From ${URL} : Hi! I guess the following patch might be worth a CVE: | [PATCH] ipv6: udp packets following an UFO enqueued packet need also be handled by UFO | | In the following scenario the socket is corked: | If the first UDP packet is larger then the mtu we try to append it to the | write queue via ip6_ufo_append_data. A following packet, which is smaller | than the mtu would be appended to the already queued up gso-skb via | plain ip6_append_data. This causes random memory corruptions. | | In ip6_ufo_append_data we also have to be careful to not queue up the | same skb multiple times.
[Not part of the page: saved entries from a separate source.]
//! Bounding-box R\*-tree over the regions of a [`GeometryStore`].
//!
//! The index stores only derived envelopes keyed by region position; the
//! geometry itself stays in the store. Queries return a superset of the
//! regions that truly contain a point and never miss one.

use geo::{Coord, Rect};
use rstar::{AABB, RTree, RTreeObject};

use crate::GeometryStore;

/// Envelope entry stored in the R\*-tree.
#[derive(Debug, Clone, Copy)]
struct IndexedBounds {
    position: usize,
    envelope: AABB<[f64; 2]>,
}

impl RTreeObject for IndexedBounds {
    type Envelope = AABB<[f64; 2]>;

    fn envelope(&self) -> Self::Envelope {
        self.envelope
    }
}

fn envelope_of(rect: Rect<f64>) -> AABB<[f64; 2]> {
    AABB::from_corners([rect.min().x, rect.min().y], [rect.max().x, rect.max().y])
}

/// Read-only spatial index answering "which regions could contain this point".
///
/// Built once with [`BoundaryIndex::build`] and never mutated, so it can be
/// shared freely between join workers. Candidate positions are always
/// returned in ascending insertion order.
///
/// # Examples
/// ```
/// use boundary_join_core::{BoundaryIndex, GeometryStore};
/// use geo::Coord;
///
/// let index = BoundaryIndex::build(&GeometryStore::default());
/// assert!(index.is_empty());
/// assert!(index.query(Coord { x: 1.0, y: 1.0 }).is_empty());
/// ```
#[derive(Debug, Clone)]
pub struct BoundaryIndex {
    tree: RTree<IndexedBounds>,
}

impl BoundaryIndex {
    /// Bulk-load the bounding boxes of every region in `store`.
    #[must_use]
    pub fn build(store: &GeometryStore) -> Self {
        let entries = store
            .regions()
            .iter()
            .map(|region| IndexedBounds {
                position: region.position(),
                envelope: envelope_of(region.bounds()),
            })
            .collect();
        Self {
            tree: RTree::bulk_load(entries),
        }
    }

    /// Positions of regions whose bounding box contains `point`.
    ///
    /// Boxes are closed: a point on a box edge is a candidate.
    #[must_use]
    pub fn query(&self, point: Coord<f64>) -> Vec<usize> {
        self.collect_sorted(&AABB::from_point([point.x, point.y]))
    }

    /// Positions of regions whose bounding box intersects `bbox`.
    #[must_use]
    pub fn query_box(&self, bbox: Rect<f64>) -> Vec<usize> {
        self.collect_sorted(&envelope_of(bbox))
    }

    fn collect_sorted(&self, envelope: &AABB<[f64; 2]>) -> Vec<usize> {
        let mut positions: Vec<usize> = self
            .tree
            .locate_in_envelope_intersecting(envelope)
            .map(|entry| entry.position)
            .collect();
        // R*-tree traversal order depends on node layout; callers rely on
        // insertion order for the tie-break.
        positions.sort_unstable();
        positions
    }

    /// Number of indexed regions.
    #[must_use]
    pub fn len(&self) -> usize {
        self.tree.size()
    }

    /// Whether the index holds no regions.
    #[must_use]
    pub fn is_empty(&self) -> bool {
        self.tree.size() == 0
    }
}
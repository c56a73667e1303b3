//! Point-in-polygon spatial join for the boundary-join engine.
//!
//! Responsibilities:
//! - Normalise boundary features into addressable regions
//!   ([`GeometryStore`]).
//! - Index region bounding boxes for fast candidate lookup
//!   ([`BoundaryIndex`]).
//! - Assign each point record to at most one region
//!   ([`SpatialJoinEngine`]).
//! - Group outcomes into per-region, matched and unmatched sets
//!   ([`ResultPartitioner`], [`JoinResults`]).
//!
//! Boundaries:
//! - No I/O. Boundaries, records and result storage are reached through the
//!   [`BoundarySource`], [`PointSource`] and [`ResultSink`] traits; concrete
//!   adapters live in `boundary-join-data`.
//! - Planar containment on WGS84 coordinates with `x = longitude` and
//!   `y = latitude`; no reprojection.
//!
//! Invariants:
//! - Every input record appears in exactly one of the overall matched set and
//!   the unmatched set.
//! - When regions overlap, the region inserted first wins.
//! - Regions and the index are immutable once built.

#![cfg_attr(docsrs, feature(doc_cfg))]
#![forbid(unsafe_code)]

mod index;
mod join;
mod partition;
mod record;
mod region;
mod sink;
mod source;
mod store;

#[doc(hidden)]
pub mod test_support;

pub use index::BoundaryIndex;
pub use join::{
    DEFAULT_LATITUDE_FIELD, DEFAULT_LONGITUDE_FIELD, DEFAULT_REGION_ATTRIBUTE, JoinOptions,
    JoinOutcome, SpatialJoinEngine, UnmatchedReason,
};
pub use partition::{JoinResults, RegionMatches, ResultPartitioner, UnmatchedRecord};
pub use record::{Attributes, CoordinateError, PointRecord};
pub use region::{ContainmentError, Region, RegionId};
pub use sink::{ResultSetName, ResultSink};
pub use source::{BoundarySource, PointSource};
pub use store::{FeatureError, GeometryStore, RawFeature, SkippedFeature};
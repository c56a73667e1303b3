//! Destination for partitioned join results.

use std::fmt;

use crate::{PointRecord, RegionId, UnmatchedRecord};

/// Name of one published result set.
///
/// The [`Display`](fmt::Display) form is the set's canonical name:
/// `matched_region_<position>_<id>`, `matched_overall` or `unmatched`.
/// The position keeps names unique when identifiers repeat.
#[derive(Debug, Clone, PartialEq, Eq, Hash)]
pub enum ResultSetName {
    /// Records assigned to one region.
    Region {
        /// Insertion position of the region.
        position: usize,
        /// Identifier of the region.
        id: RegionId,
    },
    /// Every matched record.
    MatchedOverall,
    /// Every record that was not assigned.
    Unmatched,
}

impl fmt::Display for ResultSetName {
    fn fmt(&self, f: &mut fmt::Formatter<'_>) -> fmt::Result {
        match self {
            Self::Region { position, id } => write!(f, "matched_region_{position}_{id}"),
            Self::MatchedOverall => f.write_str("matched_overall"),
            Self::Unmatched => f.write_str("unmatched"),
        }
    }
}

/// Receives the named result sets of a join.
///
/// Implementations decide how sets are stored: files, a database, an
/// in-memory map. Sets are delivered once each, in the order documented on
/// [`JoinResults::publish`](crate::JoinResults::publish).
pub trait ResultSink {
    /// Error raised when a set cannot be written.
    type Error;

    /// Store a region set or the overall matched set.
    ///
    /// # Errors
    /// Implementation-specific.
    fn write_set(
        &mut self,
        name: &ResultSetName,
        records: &[&PointRecord],
    ) -> Result<(), Self::Error>;

    /// Store the unmatched set together with each record's reason.
    ///
    /// # Errors
    /// Implementation-specific.
    fn write_unmatched(&mut self, records: &[UnmatchedRecord]) -> Result<(), Self::Error>;
}
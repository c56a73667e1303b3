//! Join command implementation for the boundary-join CLI.

#[cfg(feature = "parallel")]
use boundary_join_core::PointSource;
use boundary_join_core::{GeometryStore, JoinOptions, JoinResults, SpatialJoinEngine};
use boundary_join_data::{
    GeoJsonBoundarySource, HttpRecordSource, HttpSourceConfig, JsonLinesSink, JsonRecordSource,
    fs,
};
use camino::{Utf8Path, Utf8PathBuf};
use clap::Parser;
use log::info;
use ortho_config::{OrthoConfig, SubcmdConfigMerge};
use serde::{Deserialize, Serialize};
use url::Url;

use crate::{
    ARG_BOUNDARIES, ARG_ID_FIELD, ARG_LATITUDE_FIELD, ARG_LONGITUDE_FIELD, ARG_OUTPUT_DIR,
    ARG_PAGE_SIZE, ARG_RECORDS, ARG_REGION_ATTRIBUTE, CliError, ENV_BOUNDARIES, ENV_ID_FIELD,
    ENV_RECORDS,
};

const HTTP_SCHEMES: [&str; 2] = ["http://", "https://"];

/// CLI arguments for the `join` subcommand.
#[derive(Debug, Clone, Parser, Deserialize, Serialize, OrthoConfig, Default)]
#[command(
    long_about = "Assign every point record to the first boundary region that \
                 contains it and write one JSON-lines file per matched \
                 region, plus matched_overall.jsonl and unmatched.jsonl. \
                 Inputs may be local files or http(s) URLs; values can come \
                 from CLI flags, configuration files, or environment \
                 variables.",
    about = "Join point records to boundary regions"
)]
#[ortho_config(prefix = "BOUNDARY_JOIN")]
pub(crate) struct JoinArgs {
    /// GeoJSON boundary file or http(s) URL.
    #[arg(long = ARG_BOUNDARIES, value_name = "path|url")]
    #[serde(default)]
    pub(crate) boundaries: Option<String>,
    /// JSON or JSON-lines record file, or paginated http(s) endpoint.
    #[arg(long = ARG_RECORDS, value_name = "path|url")]
    #[serde(default)]
    pub(crate) records: Option<String>,
    /// Boundary property holding each region's identifier.
    #[arg(long = ARG_ID_FIELD, value_name = "name")]
    #[serde(default)]
    pub(crate) id_field: Option<String>,
    /// Directory receiving the result sets (defaults to the working directory).
    #[arg(long = ARG_OUTPUT_DIR, value_name = "dir")]
    #[serde(default)]
    pub(crate) output_dir: Option<Utf8PathBuf>,
    /// Record attribute holding the longitude.
    #[arg(long = ARG_LONGITUDE_FIELD, value_name = "name")]
    #[serde(default)]
    pub(crate) longitude_field: Option<String>,
    /// Record attribute holding the latitude.
    #[arg(long = ARG_LATITUDE_FIELD, value_name = "name")]
    #[serde(default)]
    pub(crate) latitude_field: Option<String>,
    /// Attribute added to matched records naming their region.
    #[arg(long = ARG_REGION_ATTRIBUTE, value_name = "name")]
    #[serde(default)]
    pub(crate) region_attribute: Option<String>,
    /// Records requested per page from paginated endpoints.
    #[arg(long = ARG_PAGE_SIZE, value_name = "count")]
    #[serde(default)]
    pub(crate) page_size: Option<usize>,
}

impl JoinArgs {
    pub(crate) fn into_config(self) -> Result<JoinConfig, CliError> {
        let merged = self.load_and_merge().map_err(CliError::Configuration)?;
        JoinConfig::try_from(merged)
    }
}

/// Where an input is read from.
#[derive(Debug, Clone, PartialEq, Eq)]
pub(crate) enum Input {
    File(Utf8PathBuf),
    Url(Url),
}

impl Input {
    fn parse(value: &str, field: &'static str) -> Result<Self, CliError> {
        let trimmed = value.trim();
        if trimmed.is_empty() {
            return Err(CliError::EmptyArgument { field });
        }
        if !has_http_scheme(trimmed) {
            return Ok(Self::File(Utf8PathBuf::from(trimmed)));
        }
        Url::parse(trimmed)
            .map(Self::Url)
            .map_err(|source| CliError::InvalidUrl {
                field,
                value: trimmed.to_owned(),
                source,
            })
    }

    fn require_existing(&self, field: &'static str) -> Result<(), CliError> {
        match self {
            Self::File(path) => require_file(path, field),
            Self::Url(_) => Ok(()),
        }
    }
}

fn has_http_scheme(value: &str) -> bool {
    HTTP_SCHEMES.iter().any(|scheme| {
        value
            .get(..scheme.len())
            .is_some_and(|prefix| prefix.eq_ignore_ascii_case(scheme))
    })
}

fn require_file(path: &Utf8Path, field: &'static str) -> Result<(), CliError> {
    match fs::file_is_file(path) {
        Ok(true) => Ok(()),
        Ok(false) => Err(CliError::MissingSourceFile {
            field,
            path: path.to_path_buf(),
        }),
        Err(source) => Err(CliError::InspectSourcePath {
            field,
            path: path.to_path_buf(),
            source,
        }),
    }
}

/// Resolved `join` command configuration.
#[derive(Debug, Clone, PartialEq, Eq)]
pub(crate) struct JoinConfig {
    /// Boundary document location.
    pub(crate) boundaries: Input,
    /// Record location.
    pub(crate) records: Input,
    /// Boundary property naming each region.
    pub(crate) id_field: String,
    /// Directory receiving the result sets.
    pub(crate) output_dir: Utf8PathBuf,
    /// Field names used by the engine.
    pub(crate) options: JoinOptions,
    /// Settings for HTTP inputs.
    pub(crate) http: HttpSourceConfig,
}

impl JoinConfig {
    pub(crate) fn validate_sources(&self) -> Result<(), CliError> {
        self.boundaries.require_existing(ARG_BOUNDARIES)?;
        self.records.require_existing(ARG_RECORDS)?;
        match fs::metadata(&self.output_dir) {
            Ok(Some(meta)) if !meta.is_dir() => Err(CliError::OutputDirectoryNotDirectory {
                path: self.output_dir.clone(),
            }),
            Ok(_) => Ok(()),
            Err(source) => Err(CliError::InspectSourcePath {
                field: ARG_OUTPUT_DIR,
                path: self.output_dir.clone(),
                source,
            }),
        }
    }
}

impl TryFrom<JoinArgs> for JoinConfig {
    type Error = CliError;

    fn try_from(args: JoinArgs) -> Result<Self, Self::Error> {
        let boundaries = args.boundaries.ok_or(CliError::MissingArgument {
            field: ARG_BOUNDARIES,
            env: ENV_BOUNDARIES,
        })?;
        let records = args.records.ok_or(CliError::MissingArgument {
            field: ARG_RECORDS,
            env: ENV_RECORDS,
        })?;
        let id_field = args.id_field.ok_or(CliError::MissingArgument {
            field: ARG_ID_FIELD,
            env: ENV_ID_FIELD,
        })?;

        let mut options = JoinOptions::default();
        if let Some(field) = args.longitude_field {
            options = options.with_longitude_field(non_empty(field, ARG_LONGITUDE_FIELD)?);
        }
        if let Some(field) = args.latitude_field {
            options = options.with_latitude_field(non_empty(field, ARG_LATITUDE_FIELD)?);
        }
        if let Some(attribute) = args.region_attribute {
            options = options.with_region_attribute(non_empty(attribute, ARG_REGION_ATTRIBUTE)?);
        }

        let mut http = HttpSourceConfig::default();
        if let Some(page_size) = args.page_size {
            http = http.with_page_size(page_size);
        }

        Ok(Self {
            boundaries: Input::parse(&boundaries, ARG_BOUNDARIES)?,
            records: Input::parse(&records, ARG_RECORDS)?,
            id_field: non_empty(id_field, ARG_ID_FIELD)?,
            output_dir: args.output_dir.unwrap_or_else(|| Utf8PathBuf::from(".")),
            options,
            http,
        })
    }
}

fn non_empty(value: String, field: &'static str) -> Result<String, CliError> {
    if value.trim().is_empty() {
        Err(CliError::EmptyArgument { field })
    } else {
        Ok(value)
    }
}

/// Counts reported after a join run.
#[derive(Debug, Clone, PartialEq, Eq)]
pub(crate) struct JoinSummary {
    /// Regions indexed.
    pub(crate) regions: usize,
    /// Boundary features rejected while loading.
    pub(crate) skipped_features: usize,
    /// Records assigned to a region.
    pub(crate) matched: usize,
    /// Records left unmatched.
    pub(crate) unmatched: usize,
    /// Result files written, in order.
    pub(crate) files: Vec<Utf8PathBuf>,
}

pub(crate) fn run_join(args: JoinArgs) -> Result<JoinSummary, CliError> {
    let config = resolve_join_config(args)?;
    execute_join(&config)
}

pub(crate) fn resolve_join_config(args: JoinArgs) -> Result<JoinConfig, CliError> {
    let config = args.into_config()?;
    config.validate_sources()?;
    Ok(config)
}

/// Load boundaries, join every record, and publish the result sets.
pub(crate) fn execute_join(config: &JoinConfig) -> Result<JoinSummary, CliError> {
    let store = load_store(config)?;
    let skipped_features = store.skipped().len();
    let engine = SpatialJoinEngine::new(store, config.options.clone());
    let results = join_records(&engine, config)?;

    let mut sink = JsonLinesSink::create(config.output_dir.clone())?;
    results.publish(&mut sink)?;

    let summary = JoinSummary {
        regions: engine.store().len(),
        skipped_features,
        matched: results.matched().len(),
        unmatched: results.unmatched().len(),
        files: sink.written().to_vec(),
    };
    info!(
        "Indexed {} regions ({} boundary features skipped); {} records matched, {} unmatched",
        summary.regions, summary.skipped_features, summary.matched, summary.unmatched
    );
    Ok(summary)
}

fn load_store(config: &JoinConfig) -> Result<GeometryStore, CliError> {
    let mut source = match &config.boundaries {
        Input::File(path) => GeoJsonBoundarySource::from_path(path.clone()),
        Input::Url(url) => GeoJsonBoundarySource::from_url(url.clone(), &config.http)?,
    };
    Ok(GeometryStore::load(&mut source, &config.id_field)?)
}

fn join_records(engine: &SpatialJoinEngine, config: &JoinConfig) -> Result<JoinResults, CliError> {
    match &config.records {
        Input::File(path) => join_file(engine, &mut JsonRecordSource::new(path.clone())),
        Input::Url(url) => {
            let mut source = HttpRecordSource::from_url(url.clone(), &config.http)?;
            Ok(engine.join_source(&mut source)?)
        }
    }
}

#[cfg(feature = "parallel")]
fn join_file(
    engine: &SpatialJoinEngine,
    source: &mut JsonRecordSource,
) -> Result<JoinResults, CliError> {
    let mut records = Vec::new();
    while let Some(batch) = source.next_batch()? {
        records.extend(batch);
    }
    Ok(engine.par_join_all(records))
}

#[cfg(not(feature = "parallel"))]
fn join_file(
    engine: &SpatialJoinEngine,
    source: &mut JsonRecordSource,
) -> Result<JoinResults, CliError> {
    Ok(engine.join_source(source)?)
}
//! Test utilities for record sources.
//!
//! [`StubPageFetcher`] serves pre-configured pages without network access,
//! recording every `(offset, limit)` request it receives.

use boundary_join_core::PointRecord;
use serde_json::Value;

use crate::{FetchError, PageFetcher};

/// Deterministic [`PageFetcher`] for pagination tests.
///
/// Page `n` is served for any request whose offset equals `n * limit`;
/// offsets past the last page yield an empty page.
///
/// # Example
///
/// ```
/// use boundary_join_core::PointSource;
/// use boundary_join_data::PagedRecordSource;
/// use boundary_join_data::test_support::StubPageFetcher;
/// use serde_json::json;
///
/// let fetcher = StubPageFetcher::with_pages(vec![vec![json!({"id": 1})]]);
/// let mut source = PagedRecordSource::new(fetcher, 10).unwrap();
/// assert_eq!(source.next_batch().unwrap().map(|page| page.len()), Some(1));
/// assert_eq!(source.next_batch().unwrap(), None);
/// ```
#[derive(Debug, Clone, Default)]
pub struct StubPageFetcher {
    pages: Vec<Vec<PointRecord>>,
    failure: Option<(usize, FetchError)>,
    requests: Vec<(usize, usize)>,
}

impl StubPageFetcher {
    /// Serve `pages` in order. Non-object entries are skipped.
    #[must_use]
    pub fn with_pages(pages: Vec<Vec<Value>>) -> Self {
        let records = pages
            .into_iter()
            .map(|page| {
                page.into_iter()
                    .filter_map(|entry| match entry {
                        Value::Object(attributes) => Some(PointRecord::new(attributes)),
                        _ => None,
                    })
                    .collect()
            })
            .collect();
        Self {
            pages: records,
            ..Self::default()
        }
    }

    /// Fail with `error` when asked for page number `page`.
    #[must_use]
    pub fn failing_at(mut self, page: usize, error: FetchError) -> Self {
        self.failure = Some((page, error));
        self
    }

    /// Every `(offset, limit)` pair requested so far.
    #[must_use]
    pub fn requests(&self) -> &[(usize, usize)] {
        &self.requests
    }
}

impl PageFetcher for StubPageFetcher {
    fn fetch_page(&mut self, offset: usize, limit: usize) -> Result<Vec<PointRecord>, FetchError> {
        self.requests.push((offset, limit));
        let page = offset.checked_div(limit).unwrap_or_default();
        if let Some((failing, error)) = &self.failure {
            if *failing == page {
                return Err(error.clone());
            }
        }
        Ok(self.pages.get(page).cloned().unwrap_or_default())
    }
}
So setup the gso frame only when no first skb | is available. | | This also fixes a shortcoming where we add the current packet's length to | cork->length but return early because of a packet > mtu with dontfrag set | (instead of sutracting it again). | | Found with trinity. While writing a reproducer to test this patch, I have seen silent memory corruption (which later manifests as e.g. a panic or hangs on shutdown) and oopses. It has been reported to netdev by Dmitry Vyukov <dvyukov@...gle.com> and was found with the AddressSanitizer for the kernel[1] and trinity. The patch is queued up for stable: http://patchwork.ozlabs.org/patch/276835/ and is already committed to linux-net: https://git.kernel.org/cgit/linux/kernel/git/davem/net.git/commit/?id=2811ebac2521ceac84f2bdae402455baa6a7fb47 I guess the erroneous behaviour was introduced here: | git describe --contains e89e9cf539a28df7d0eb1d0a545368e9920b34ac | v2.6.15-rc1~731^2~31 The reproducers are available on request. [1] https://code.google.com/p/address-sanitizer/wiki/AddressSanitizerForKernel
CVE-2013-4387 (http://nvd.nist.gov/nvd.cfm?cvename=CVE-2013-4387): net/ipv6/ip6_output.c in the Linux kernel through 3.11.4 does not properly determine the need for UDP Fragmentation Offload (UFO) processing of small packets after the UFO queueing of a large packet, which allows remote attackers to cause a denial of service (memory corruption and system crash) or possibly have unspecified other impact via network traffic that triggers a large response packet.
Fix in 3.11.7 onwards